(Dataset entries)
□ □ □

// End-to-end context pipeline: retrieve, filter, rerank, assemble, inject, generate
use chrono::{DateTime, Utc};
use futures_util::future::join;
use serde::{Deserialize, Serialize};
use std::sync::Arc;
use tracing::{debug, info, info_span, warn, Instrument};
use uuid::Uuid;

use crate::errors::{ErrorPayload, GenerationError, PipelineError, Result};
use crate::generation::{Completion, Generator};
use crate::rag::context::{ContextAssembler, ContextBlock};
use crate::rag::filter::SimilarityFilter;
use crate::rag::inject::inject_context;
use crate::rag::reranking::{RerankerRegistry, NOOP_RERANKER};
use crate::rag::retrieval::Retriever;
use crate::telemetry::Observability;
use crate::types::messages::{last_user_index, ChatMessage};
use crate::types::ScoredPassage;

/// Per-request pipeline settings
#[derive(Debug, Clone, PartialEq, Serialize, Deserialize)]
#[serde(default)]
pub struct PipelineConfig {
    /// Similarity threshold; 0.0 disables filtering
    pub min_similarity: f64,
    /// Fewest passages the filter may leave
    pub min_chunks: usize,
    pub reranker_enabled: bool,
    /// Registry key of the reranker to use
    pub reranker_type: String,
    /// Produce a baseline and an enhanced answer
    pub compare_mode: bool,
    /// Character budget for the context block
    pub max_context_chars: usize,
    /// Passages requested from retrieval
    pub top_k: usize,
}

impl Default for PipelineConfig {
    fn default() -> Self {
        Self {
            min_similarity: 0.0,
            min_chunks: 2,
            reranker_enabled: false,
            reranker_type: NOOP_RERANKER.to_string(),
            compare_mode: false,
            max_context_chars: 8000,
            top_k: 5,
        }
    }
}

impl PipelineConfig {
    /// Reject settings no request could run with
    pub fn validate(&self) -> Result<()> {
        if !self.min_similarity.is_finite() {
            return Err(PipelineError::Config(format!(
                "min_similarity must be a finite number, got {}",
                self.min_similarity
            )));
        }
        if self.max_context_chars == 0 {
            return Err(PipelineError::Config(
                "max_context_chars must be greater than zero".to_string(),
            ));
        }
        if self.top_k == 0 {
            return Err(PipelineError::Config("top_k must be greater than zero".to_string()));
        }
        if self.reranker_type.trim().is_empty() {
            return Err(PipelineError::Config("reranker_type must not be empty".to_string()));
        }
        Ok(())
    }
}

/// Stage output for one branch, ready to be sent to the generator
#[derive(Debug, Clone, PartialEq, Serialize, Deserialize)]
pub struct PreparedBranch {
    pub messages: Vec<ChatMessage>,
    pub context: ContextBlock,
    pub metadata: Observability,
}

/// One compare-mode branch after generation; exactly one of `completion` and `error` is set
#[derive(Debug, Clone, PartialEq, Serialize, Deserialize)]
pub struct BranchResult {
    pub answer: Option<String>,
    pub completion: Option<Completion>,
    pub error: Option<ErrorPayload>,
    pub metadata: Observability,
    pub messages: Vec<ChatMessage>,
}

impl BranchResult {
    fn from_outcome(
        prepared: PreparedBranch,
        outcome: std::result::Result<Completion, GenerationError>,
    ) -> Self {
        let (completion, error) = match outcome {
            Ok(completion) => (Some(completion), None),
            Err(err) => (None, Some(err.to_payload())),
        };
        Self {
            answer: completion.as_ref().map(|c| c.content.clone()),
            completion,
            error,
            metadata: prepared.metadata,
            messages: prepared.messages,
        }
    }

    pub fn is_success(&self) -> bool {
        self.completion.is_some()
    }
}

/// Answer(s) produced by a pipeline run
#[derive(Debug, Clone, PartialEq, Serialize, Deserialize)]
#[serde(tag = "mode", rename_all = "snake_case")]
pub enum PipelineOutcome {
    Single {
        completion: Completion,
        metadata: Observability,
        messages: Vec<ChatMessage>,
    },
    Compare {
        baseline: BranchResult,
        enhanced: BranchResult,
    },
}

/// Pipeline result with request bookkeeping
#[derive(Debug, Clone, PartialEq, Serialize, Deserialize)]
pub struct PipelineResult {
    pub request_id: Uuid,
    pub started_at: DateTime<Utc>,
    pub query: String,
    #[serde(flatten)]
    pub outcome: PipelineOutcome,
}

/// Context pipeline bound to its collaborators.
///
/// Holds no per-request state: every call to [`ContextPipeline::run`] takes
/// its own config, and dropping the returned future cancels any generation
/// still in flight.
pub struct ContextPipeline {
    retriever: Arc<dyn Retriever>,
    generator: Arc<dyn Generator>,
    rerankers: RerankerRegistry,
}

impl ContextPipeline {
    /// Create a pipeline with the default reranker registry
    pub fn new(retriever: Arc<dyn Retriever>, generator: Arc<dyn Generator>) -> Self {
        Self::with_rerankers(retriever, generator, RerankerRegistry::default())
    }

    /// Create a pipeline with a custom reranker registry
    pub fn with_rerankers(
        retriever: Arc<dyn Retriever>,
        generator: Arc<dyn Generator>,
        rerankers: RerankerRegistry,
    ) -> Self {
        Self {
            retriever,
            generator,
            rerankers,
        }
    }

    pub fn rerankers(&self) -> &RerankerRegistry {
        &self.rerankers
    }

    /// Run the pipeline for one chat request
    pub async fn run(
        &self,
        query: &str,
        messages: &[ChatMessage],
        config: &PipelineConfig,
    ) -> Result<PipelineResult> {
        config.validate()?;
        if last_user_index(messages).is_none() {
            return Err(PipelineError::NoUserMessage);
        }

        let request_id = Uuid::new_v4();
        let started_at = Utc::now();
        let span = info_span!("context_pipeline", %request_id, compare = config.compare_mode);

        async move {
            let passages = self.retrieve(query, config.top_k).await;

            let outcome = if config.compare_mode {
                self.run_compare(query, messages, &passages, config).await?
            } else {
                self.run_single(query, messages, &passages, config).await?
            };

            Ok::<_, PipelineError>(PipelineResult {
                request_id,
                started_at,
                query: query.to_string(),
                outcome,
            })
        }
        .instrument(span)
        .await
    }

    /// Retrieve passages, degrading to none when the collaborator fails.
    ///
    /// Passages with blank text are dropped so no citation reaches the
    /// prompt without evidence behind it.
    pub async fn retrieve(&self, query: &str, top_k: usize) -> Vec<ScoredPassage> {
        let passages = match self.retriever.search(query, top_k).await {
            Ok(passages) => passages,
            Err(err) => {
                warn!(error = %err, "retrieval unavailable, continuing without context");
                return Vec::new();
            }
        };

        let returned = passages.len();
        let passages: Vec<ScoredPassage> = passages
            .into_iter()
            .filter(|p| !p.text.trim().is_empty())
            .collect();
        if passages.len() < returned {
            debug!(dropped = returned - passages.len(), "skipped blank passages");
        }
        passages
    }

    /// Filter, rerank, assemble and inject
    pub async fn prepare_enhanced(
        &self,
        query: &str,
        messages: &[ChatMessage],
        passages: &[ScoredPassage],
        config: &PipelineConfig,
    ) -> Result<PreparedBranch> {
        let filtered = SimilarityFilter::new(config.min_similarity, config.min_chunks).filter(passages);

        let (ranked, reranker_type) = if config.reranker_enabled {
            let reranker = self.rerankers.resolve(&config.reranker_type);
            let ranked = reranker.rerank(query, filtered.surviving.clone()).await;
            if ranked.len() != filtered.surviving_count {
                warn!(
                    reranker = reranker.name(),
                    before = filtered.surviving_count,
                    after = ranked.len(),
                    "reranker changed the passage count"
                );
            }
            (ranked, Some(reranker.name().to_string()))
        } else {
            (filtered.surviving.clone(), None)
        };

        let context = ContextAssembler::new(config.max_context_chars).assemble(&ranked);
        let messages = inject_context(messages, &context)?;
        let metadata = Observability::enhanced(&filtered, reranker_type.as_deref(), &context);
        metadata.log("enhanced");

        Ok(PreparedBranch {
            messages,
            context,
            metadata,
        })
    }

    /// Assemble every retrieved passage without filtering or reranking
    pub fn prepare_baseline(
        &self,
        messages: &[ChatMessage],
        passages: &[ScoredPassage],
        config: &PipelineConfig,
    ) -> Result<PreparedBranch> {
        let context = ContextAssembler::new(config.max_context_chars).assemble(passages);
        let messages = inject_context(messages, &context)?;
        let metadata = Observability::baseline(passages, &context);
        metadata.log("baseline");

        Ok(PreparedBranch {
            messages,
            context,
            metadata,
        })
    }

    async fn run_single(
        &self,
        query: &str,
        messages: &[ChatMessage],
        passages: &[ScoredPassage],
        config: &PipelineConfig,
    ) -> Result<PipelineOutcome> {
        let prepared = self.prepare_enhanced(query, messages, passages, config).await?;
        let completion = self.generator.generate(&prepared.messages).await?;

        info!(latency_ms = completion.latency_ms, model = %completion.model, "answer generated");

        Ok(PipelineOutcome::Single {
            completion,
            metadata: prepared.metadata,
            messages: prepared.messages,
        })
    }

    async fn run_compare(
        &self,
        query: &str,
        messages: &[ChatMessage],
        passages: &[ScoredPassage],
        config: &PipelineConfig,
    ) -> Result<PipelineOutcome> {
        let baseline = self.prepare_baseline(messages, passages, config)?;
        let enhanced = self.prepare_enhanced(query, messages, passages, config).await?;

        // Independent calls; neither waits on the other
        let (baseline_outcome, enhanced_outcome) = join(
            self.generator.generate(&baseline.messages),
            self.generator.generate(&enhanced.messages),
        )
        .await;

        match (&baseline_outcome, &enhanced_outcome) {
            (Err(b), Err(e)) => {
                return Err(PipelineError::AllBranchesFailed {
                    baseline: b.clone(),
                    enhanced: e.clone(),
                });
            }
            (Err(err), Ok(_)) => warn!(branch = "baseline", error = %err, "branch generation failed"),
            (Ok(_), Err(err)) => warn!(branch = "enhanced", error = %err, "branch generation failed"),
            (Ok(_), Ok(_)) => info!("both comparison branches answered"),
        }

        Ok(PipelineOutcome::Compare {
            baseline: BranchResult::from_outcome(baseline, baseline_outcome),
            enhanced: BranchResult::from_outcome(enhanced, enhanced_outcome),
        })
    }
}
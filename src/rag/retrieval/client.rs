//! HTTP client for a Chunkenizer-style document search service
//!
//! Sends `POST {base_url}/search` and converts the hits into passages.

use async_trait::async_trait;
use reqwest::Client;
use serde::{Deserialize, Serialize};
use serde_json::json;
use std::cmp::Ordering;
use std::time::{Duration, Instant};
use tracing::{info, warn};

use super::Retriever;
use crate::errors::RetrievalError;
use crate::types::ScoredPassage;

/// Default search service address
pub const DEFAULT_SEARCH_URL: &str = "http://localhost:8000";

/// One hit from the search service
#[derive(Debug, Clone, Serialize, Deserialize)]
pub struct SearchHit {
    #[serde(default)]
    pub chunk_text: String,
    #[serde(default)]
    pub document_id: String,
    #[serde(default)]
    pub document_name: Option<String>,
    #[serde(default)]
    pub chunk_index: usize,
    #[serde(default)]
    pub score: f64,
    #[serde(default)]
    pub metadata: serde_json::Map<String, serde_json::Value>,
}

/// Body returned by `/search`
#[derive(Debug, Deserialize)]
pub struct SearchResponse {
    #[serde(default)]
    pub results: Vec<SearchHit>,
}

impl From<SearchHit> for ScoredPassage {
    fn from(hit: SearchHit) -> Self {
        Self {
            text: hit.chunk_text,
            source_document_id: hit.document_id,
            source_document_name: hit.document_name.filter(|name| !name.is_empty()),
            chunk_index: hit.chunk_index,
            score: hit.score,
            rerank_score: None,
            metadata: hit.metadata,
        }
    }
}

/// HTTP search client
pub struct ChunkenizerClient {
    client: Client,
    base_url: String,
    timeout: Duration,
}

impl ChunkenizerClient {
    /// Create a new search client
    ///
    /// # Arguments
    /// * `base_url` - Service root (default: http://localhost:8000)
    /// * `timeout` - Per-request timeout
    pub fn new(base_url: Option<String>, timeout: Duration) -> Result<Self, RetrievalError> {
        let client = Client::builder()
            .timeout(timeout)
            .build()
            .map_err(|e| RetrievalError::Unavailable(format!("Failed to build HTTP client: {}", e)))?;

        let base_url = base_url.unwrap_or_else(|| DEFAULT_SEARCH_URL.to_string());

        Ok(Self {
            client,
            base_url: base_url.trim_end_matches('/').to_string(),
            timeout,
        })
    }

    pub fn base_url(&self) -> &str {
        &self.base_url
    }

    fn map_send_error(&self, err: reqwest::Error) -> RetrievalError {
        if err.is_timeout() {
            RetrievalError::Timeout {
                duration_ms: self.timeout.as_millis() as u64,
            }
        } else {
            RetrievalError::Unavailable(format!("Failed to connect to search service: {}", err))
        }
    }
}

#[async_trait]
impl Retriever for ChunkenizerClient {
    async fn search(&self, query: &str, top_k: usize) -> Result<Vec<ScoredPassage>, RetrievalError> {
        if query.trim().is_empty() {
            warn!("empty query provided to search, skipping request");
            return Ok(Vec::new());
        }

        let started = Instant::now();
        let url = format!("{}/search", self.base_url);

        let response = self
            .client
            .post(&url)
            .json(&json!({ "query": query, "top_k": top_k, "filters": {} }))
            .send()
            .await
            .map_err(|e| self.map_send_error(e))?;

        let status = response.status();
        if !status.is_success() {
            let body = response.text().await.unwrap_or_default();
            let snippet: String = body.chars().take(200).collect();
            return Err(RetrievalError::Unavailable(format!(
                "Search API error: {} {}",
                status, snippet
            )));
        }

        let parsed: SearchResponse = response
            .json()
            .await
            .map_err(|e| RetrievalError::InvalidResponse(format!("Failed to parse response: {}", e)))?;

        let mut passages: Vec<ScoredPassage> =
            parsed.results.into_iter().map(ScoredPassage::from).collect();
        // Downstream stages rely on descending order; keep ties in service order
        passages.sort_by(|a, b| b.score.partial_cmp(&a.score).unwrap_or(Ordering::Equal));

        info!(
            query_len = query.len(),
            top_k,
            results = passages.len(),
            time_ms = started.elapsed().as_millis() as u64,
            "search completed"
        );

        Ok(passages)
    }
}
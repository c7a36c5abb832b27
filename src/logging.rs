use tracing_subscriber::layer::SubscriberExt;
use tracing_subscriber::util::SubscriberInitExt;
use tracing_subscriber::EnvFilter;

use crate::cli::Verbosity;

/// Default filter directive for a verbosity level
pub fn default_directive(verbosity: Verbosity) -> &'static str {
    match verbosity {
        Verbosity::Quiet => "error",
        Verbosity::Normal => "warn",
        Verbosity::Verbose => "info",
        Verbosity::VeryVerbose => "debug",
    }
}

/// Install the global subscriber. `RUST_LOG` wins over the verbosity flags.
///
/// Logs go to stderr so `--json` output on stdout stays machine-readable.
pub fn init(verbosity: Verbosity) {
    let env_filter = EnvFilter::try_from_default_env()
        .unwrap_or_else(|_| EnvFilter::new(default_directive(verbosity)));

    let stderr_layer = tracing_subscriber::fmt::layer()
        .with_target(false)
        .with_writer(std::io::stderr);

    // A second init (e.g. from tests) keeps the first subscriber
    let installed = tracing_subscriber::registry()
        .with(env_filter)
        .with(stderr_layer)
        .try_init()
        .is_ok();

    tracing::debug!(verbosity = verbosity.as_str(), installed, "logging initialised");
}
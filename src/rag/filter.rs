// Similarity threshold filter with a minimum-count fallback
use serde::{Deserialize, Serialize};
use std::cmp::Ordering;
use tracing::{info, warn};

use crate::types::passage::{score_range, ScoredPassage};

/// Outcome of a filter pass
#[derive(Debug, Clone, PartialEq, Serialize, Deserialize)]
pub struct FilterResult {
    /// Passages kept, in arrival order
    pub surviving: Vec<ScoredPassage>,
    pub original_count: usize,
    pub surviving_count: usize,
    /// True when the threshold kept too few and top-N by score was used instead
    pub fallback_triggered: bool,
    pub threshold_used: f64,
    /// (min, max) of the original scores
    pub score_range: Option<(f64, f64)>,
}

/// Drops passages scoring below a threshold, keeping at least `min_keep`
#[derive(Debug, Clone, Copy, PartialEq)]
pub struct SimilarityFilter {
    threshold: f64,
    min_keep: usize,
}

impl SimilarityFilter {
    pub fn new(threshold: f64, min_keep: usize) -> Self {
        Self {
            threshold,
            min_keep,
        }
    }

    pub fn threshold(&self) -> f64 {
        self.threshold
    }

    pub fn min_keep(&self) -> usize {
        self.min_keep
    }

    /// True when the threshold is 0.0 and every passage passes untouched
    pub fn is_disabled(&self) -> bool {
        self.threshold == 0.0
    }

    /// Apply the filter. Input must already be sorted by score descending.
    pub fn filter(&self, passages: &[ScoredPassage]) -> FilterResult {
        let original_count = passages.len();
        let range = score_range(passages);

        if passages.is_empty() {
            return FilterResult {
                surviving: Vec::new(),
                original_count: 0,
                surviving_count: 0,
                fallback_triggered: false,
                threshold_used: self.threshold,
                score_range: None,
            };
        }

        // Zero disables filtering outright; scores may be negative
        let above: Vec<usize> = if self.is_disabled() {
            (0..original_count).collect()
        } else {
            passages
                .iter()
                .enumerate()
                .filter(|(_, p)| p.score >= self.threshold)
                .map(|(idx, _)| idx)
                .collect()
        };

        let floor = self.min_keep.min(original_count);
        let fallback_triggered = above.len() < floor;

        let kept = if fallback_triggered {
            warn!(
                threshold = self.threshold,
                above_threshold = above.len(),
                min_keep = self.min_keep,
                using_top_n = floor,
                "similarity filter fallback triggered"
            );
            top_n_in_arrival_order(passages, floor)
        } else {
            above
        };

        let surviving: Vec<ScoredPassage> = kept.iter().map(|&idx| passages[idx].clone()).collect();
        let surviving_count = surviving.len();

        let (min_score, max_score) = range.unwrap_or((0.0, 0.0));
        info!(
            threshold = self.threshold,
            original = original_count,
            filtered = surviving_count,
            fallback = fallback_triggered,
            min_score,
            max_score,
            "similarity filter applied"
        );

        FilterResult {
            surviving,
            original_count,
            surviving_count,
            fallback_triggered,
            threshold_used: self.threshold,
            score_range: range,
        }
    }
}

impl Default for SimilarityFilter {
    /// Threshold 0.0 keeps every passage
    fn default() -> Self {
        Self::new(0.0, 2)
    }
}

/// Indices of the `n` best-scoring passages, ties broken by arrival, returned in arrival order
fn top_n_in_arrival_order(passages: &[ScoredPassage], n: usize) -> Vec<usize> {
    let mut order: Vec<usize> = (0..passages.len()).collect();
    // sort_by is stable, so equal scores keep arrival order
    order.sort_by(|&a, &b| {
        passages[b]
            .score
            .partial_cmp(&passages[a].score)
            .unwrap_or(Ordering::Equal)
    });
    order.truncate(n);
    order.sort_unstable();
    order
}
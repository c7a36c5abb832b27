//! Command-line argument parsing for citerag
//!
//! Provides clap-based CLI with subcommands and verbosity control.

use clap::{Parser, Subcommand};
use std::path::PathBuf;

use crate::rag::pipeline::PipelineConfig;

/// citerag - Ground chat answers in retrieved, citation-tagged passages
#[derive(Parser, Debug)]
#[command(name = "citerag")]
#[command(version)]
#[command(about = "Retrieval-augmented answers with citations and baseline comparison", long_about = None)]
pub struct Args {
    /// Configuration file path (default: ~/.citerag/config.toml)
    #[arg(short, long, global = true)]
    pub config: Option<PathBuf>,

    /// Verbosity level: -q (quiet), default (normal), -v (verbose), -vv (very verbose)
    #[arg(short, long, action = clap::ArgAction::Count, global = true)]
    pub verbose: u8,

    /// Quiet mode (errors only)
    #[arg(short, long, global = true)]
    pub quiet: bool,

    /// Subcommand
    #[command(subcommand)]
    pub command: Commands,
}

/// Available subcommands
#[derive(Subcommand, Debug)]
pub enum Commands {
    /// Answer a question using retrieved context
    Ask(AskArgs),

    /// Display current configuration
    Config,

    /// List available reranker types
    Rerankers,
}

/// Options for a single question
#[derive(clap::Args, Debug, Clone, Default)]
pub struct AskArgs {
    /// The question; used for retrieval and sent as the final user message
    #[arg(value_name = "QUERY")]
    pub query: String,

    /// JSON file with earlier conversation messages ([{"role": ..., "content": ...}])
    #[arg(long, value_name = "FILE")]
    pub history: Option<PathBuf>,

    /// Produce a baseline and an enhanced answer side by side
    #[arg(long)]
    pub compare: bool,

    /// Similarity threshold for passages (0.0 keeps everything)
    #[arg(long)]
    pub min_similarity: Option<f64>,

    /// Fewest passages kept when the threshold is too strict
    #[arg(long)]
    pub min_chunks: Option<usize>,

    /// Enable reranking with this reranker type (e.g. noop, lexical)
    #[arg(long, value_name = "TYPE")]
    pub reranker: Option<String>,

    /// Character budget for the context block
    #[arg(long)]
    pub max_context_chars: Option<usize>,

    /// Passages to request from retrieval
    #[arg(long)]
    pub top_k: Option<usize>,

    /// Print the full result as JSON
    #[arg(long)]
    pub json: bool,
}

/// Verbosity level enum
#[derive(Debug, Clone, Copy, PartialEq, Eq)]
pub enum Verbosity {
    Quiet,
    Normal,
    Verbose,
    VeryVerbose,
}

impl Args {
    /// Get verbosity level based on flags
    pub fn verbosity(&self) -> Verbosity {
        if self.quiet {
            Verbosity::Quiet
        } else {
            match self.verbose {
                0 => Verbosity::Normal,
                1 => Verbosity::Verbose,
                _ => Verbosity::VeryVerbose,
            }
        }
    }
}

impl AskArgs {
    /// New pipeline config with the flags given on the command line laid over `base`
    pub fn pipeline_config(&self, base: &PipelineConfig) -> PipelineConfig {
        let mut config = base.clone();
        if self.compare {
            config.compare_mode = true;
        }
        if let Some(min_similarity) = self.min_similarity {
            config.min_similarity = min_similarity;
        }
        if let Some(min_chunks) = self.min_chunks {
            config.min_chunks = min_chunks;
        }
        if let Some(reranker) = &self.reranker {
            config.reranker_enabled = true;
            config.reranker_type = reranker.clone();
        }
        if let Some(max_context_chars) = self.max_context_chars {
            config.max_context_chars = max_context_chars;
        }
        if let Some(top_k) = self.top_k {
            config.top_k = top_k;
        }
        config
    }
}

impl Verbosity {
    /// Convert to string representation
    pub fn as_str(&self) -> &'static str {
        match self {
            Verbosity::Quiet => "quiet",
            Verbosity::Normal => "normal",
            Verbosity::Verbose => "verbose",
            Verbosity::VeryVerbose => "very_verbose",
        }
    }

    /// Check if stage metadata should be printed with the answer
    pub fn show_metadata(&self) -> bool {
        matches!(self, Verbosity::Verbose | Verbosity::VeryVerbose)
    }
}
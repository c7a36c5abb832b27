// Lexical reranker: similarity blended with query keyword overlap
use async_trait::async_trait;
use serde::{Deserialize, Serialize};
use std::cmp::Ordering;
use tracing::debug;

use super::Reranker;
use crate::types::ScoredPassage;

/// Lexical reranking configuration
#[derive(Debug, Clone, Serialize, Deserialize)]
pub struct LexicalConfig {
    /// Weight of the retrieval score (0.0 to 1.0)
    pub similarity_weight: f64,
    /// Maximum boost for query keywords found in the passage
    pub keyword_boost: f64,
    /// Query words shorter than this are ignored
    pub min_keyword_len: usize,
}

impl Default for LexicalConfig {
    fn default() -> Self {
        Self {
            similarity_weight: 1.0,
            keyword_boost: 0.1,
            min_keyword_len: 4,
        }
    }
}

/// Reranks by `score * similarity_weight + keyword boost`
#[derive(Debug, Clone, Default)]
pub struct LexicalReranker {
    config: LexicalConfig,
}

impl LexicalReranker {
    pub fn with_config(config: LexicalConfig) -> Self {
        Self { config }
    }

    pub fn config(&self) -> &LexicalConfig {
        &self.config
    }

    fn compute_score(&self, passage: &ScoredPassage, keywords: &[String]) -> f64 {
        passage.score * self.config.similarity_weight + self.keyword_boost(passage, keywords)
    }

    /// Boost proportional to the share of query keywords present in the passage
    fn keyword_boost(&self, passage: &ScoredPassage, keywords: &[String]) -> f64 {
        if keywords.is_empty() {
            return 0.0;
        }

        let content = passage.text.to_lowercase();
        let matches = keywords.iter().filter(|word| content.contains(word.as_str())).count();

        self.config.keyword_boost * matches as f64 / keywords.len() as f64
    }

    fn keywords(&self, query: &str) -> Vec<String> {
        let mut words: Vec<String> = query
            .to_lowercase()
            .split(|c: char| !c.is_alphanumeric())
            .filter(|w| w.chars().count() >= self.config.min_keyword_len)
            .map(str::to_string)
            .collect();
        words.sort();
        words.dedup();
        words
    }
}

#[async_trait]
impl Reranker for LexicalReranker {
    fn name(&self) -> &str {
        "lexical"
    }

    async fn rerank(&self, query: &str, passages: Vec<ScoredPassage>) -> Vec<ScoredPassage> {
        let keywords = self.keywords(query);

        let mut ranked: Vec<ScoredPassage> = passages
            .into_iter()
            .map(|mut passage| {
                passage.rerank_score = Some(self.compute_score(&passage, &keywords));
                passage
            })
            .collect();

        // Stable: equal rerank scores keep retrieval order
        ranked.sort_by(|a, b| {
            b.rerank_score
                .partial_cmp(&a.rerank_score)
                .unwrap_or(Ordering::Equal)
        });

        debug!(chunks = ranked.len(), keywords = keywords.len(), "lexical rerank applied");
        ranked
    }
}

□ □ □

Copy out the lines above word for word, stopping after the line containing "use uuid::Uuid;".

// End-to-end context pipeline: retrieve, filter, rerank, assemble, inject, generate
use chrono::{DateTime, Utc};
use futures_util::future::join;
use serde::{Deserialize, Serialize};
use std::sync::Arc;
use tracing::{debug, info, info_span, warn, Instrument};
use uuid::Uuid;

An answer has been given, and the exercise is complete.